Collected data:
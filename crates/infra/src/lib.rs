//! Infrastructure layer: record storage, configuration and the billing
//! services that tie the domain crates together.

pub mod config;
pub mod error;
pub mod repository;
pub mod saga;
pub mod services;
pub mod session;
pub mod store;


pub use config::AppConfig;
pub use error::{ServiceError, ServiceResult};
pub use repository::{Books, Record};
pub use saga::{
    Compensation, CompensationLog, ConsistencyIssue, ConvertChallans, RepairReport, SagaId, SagaKind, SagaLog,
    SagaStatus,
};
pub use services::BillBook;
pub use session::Session;
pub use store::{InMemoryRecordStore, ListQuery, OrderBy, PostgresRecordStore, RecordStore, StoreError, StoredRecord};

> [Task requirements] Each line that contains the string "crates" counts once; report how many such lines the entries have, giving only the number.

> [Answer space] 2